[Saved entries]
"""

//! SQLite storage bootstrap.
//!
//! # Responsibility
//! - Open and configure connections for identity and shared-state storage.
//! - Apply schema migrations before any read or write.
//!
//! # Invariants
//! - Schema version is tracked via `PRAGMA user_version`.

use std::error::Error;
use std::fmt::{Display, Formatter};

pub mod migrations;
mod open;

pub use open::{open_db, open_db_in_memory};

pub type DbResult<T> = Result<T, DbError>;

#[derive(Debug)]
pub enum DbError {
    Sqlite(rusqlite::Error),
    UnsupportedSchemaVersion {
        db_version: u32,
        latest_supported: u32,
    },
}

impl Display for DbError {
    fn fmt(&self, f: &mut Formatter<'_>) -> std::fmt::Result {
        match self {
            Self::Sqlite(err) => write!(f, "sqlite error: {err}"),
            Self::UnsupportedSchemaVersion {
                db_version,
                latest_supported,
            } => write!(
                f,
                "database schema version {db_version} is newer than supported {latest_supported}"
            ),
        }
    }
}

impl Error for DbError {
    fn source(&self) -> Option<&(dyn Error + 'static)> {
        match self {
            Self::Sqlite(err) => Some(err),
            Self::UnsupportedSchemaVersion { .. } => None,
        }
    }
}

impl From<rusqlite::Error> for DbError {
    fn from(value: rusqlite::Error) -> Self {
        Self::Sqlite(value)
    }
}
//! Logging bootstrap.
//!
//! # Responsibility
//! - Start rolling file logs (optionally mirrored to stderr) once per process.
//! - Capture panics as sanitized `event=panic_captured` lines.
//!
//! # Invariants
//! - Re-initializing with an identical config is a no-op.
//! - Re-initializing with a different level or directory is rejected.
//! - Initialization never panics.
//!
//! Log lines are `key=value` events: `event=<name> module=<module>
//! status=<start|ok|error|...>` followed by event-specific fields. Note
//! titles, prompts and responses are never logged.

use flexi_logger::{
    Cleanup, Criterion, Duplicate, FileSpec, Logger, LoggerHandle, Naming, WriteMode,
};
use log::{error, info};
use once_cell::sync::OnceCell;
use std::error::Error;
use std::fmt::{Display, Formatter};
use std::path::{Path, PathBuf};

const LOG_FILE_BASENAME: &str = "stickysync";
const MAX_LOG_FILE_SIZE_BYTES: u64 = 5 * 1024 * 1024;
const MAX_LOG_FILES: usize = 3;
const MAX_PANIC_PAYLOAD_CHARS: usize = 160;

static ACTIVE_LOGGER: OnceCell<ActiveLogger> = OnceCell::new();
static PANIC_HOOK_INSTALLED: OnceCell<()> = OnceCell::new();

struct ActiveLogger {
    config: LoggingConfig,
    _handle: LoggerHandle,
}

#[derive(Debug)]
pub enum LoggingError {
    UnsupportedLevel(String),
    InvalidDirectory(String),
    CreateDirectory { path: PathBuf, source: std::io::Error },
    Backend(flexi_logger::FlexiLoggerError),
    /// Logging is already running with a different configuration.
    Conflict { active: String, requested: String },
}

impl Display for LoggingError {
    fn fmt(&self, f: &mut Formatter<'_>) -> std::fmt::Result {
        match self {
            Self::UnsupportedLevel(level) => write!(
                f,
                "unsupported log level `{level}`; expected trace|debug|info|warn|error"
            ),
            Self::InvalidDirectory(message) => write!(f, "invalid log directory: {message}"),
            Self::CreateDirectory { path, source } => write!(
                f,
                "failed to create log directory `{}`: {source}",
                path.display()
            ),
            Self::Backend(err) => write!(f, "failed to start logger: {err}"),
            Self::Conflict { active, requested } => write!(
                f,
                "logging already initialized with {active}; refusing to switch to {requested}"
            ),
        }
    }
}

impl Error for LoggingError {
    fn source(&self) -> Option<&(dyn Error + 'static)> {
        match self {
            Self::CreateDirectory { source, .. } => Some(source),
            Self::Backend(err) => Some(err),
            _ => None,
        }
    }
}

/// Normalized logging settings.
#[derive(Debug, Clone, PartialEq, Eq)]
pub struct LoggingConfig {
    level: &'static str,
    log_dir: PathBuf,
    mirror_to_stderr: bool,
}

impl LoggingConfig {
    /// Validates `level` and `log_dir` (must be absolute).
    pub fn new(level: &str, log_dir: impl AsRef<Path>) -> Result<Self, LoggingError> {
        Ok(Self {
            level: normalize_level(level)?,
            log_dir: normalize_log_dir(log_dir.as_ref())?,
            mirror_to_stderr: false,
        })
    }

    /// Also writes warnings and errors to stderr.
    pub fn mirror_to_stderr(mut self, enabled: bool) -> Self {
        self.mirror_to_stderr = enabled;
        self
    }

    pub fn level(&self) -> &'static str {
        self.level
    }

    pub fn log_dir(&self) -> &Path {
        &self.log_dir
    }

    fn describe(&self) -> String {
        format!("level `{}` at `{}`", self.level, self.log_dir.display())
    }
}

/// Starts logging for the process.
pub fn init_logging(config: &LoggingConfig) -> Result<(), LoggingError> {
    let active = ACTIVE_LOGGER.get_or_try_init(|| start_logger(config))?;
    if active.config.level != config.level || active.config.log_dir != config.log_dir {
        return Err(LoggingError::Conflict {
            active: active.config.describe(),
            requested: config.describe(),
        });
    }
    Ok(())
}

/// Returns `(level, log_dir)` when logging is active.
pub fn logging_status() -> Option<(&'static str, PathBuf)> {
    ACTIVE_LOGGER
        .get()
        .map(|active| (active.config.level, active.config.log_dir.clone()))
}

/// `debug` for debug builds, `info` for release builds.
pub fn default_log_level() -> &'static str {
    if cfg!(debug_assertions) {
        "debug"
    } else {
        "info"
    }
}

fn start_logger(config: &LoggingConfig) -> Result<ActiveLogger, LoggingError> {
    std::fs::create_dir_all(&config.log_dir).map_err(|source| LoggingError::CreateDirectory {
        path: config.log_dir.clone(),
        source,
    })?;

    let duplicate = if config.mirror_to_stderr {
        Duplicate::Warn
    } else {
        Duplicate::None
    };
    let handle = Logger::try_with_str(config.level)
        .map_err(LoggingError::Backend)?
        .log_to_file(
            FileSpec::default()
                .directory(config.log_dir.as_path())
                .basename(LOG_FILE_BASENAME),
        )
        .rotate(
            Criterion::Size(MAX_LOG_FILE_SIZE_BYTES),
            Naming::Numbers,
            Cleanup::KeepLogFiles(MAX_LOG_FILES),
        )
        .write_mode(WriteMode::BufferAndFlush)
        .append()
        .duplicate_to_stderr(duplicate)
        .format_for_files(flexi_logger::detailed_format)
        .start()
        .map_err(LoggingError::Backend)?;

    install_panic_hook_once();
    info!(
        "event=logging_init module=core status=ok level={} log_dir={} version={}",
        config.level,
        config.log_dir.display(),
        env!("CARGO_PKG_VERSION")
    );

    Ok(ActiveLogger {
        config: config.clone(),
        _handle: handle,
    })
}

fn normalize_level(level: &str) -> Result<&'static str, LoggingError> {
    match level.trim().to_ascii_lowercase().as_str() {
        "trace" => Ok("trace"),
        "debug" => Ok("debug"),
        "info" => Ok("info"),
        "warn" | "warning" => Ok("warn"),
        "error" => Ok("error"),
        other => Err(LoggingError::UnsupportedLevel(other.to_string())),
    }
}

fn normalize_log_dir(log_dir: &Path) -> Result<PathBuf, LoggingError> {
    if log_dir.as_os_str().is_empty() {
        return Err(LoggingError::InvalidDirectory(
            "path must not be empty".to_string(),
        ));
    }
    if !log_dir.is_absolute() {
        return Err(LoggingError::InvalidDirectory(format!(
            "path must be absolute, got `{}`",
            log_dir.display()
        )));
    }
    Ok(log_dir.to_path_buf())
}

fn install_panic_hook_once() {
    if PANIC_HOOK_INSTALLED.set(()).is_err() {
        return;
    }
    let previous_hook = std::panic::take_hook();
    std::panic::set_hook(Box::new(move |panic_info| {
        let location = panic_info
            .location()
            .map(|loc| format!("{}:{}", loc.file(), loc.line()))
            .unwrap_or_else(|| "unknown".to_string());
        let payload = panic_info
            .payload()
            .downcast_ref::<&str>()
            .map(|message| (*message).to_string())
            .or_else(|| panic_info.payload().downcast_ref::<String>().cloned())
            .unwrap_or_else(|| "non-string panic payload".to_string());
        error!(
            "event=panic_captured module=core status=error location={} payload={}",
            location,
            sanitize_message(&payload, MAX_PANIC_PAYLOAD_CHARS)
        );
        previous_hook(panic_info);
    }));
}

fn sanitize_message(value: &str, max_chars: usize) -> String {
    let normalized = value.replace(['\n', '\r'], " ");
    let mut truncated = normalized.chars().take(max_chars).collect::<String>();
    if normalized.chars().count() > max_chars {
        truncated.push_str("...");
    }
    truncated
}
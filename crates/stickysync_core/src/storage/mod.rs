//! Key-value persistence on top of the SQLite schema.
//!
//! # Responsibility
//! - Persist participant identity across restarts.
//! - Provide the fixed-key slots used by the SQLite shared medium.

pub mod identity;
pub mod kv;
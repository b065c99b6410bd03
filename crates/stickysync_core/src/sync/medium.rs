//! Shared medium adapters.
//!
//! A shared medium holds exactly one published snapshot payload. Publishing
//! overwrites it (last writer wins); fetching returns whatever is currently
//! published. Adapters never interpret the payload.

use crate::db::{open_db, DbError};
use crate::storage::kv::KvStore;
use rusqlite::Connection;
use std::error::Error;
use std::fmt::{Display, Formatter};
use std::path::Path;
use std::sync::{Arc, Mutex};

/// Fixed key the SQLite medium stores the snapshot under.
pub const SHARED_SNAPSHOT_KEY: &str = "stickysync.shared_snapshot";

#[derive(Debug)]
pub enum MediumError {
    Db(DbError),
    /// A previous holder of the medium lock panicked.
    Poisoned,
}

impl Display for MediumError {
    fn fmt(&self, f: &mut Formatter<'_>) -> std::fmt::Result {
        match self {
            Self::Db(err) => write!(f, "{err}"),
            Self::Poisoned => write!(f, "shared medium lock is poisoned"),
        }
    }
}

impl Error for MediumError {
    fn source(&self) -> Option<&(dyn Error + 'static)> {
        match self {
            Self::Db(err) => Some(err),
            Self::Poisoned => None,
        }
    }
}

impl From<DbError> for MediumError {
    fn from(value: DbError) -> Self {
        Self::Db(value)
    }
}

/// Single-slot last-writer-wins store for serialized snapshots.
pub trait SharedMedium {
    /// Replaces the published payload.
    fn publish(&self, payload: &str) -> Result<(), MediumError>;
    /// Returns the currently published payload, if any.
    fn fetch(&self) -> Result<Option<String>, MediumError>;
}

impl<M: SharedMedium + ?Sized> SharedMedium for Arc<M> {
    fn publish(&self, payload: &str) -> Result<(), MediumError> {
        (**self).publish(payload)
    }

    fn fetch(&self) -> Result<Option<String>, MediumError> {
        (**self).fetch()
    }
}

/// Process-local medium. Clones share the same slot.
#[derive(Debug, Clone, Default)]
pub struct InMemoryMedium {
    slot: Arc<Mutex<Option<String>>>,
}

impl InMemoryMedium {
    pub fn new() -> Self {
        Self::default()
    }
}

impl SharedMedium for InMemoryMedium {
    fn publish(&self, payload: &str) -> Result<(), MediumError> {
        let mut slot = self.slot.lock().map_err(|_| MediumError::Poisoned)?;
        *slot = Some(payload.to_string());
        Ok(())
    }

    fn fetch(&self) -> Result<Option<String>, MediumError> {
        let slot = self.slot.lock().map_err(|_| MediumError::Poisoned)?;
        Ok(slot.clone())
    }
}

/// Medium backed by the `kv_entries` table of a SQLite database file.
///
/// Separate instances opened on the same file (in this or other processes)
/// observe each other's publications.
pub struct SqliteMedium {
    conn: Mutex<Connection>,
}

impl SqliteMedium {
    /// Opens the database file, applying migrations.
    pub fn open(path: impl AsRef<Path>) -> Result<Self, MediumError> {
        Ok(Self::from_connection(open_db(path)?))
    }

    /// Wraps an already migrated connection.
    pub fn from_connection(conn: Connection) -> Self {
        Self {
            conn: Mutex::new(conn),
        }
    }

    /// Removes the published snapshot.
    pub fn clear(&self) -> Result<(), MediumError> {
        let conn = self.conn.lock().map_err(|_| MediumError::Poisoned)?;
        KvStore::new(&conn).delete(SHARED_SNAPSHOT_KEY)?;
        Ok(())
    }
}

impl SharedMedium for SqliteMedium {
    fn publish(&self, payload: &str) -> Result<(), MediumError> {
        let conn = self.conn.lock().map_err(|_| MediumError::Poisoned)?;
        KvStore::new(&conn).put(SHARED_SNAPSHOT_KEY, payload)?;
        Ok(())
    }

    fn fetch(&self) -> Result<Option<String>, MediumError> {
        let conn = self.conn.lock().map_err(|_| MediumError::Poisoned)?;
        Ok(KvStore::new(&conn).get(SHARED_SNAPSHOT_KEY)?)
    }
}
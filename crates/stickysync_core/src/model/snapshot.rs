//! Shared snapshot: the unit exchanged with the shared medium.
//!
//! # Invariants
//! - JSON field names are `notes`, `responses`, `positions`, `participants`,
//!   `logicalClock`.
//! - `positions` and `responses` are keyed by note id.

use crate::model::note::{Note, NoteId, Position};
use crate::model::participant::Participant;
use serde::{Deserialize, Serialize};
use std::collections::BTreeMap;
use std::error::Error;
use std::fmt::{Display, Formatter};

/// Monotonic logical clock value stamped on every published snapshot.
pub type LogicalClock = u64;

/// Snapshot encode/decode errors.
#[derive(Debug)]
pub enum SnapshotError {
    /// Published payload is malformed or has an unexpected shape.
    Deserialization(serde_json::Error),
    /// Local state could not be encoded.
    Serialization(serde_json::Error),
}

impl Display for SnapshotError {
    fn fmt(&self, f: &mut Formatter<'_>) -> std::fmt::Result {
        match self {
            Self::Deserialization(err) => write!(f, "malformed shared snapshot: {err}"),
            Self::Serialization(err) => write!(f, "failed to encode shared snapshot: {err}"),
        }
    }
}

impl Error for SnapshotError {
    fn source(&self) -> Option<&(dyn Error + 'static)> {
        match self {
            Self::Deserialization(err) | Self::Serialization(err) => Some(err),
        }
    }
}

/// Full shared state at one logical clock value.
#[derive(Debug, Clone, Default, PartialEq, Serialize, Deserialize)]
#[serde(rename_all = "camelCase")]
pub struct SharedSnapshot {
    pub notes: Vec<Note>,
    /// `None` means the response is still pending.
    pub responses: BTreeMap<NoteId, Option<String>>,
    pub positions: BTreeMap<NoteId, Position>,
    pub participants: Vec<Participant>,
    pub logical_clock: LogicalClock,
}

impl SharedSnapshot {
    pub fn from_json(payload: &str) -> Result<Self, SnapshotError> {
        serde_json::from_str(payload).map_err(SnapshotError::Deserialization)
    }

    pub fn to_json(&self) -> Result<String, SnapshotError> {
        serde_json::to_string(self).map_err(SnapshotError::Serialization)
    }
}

"""

_Your objective_
Your task is to restate, word for word, only those lines above that fall between the line holding "once per process." and the line holding "Log lines are", inclusive.

_Task result_
//! - Start rolling file logs (optionally mirrored to stderr) once per process.
//! - Capture panics as sanitized `event=panic_captured` lines.
//!
//! # Invariants
//! - Re-initializing with an identical config is a no-op.
//! - Re-initializing with a different level or directory is rejected.
//! - Initialization never panics.
//!
//! Log lines are `key=value` events: `event=<name> module=<module>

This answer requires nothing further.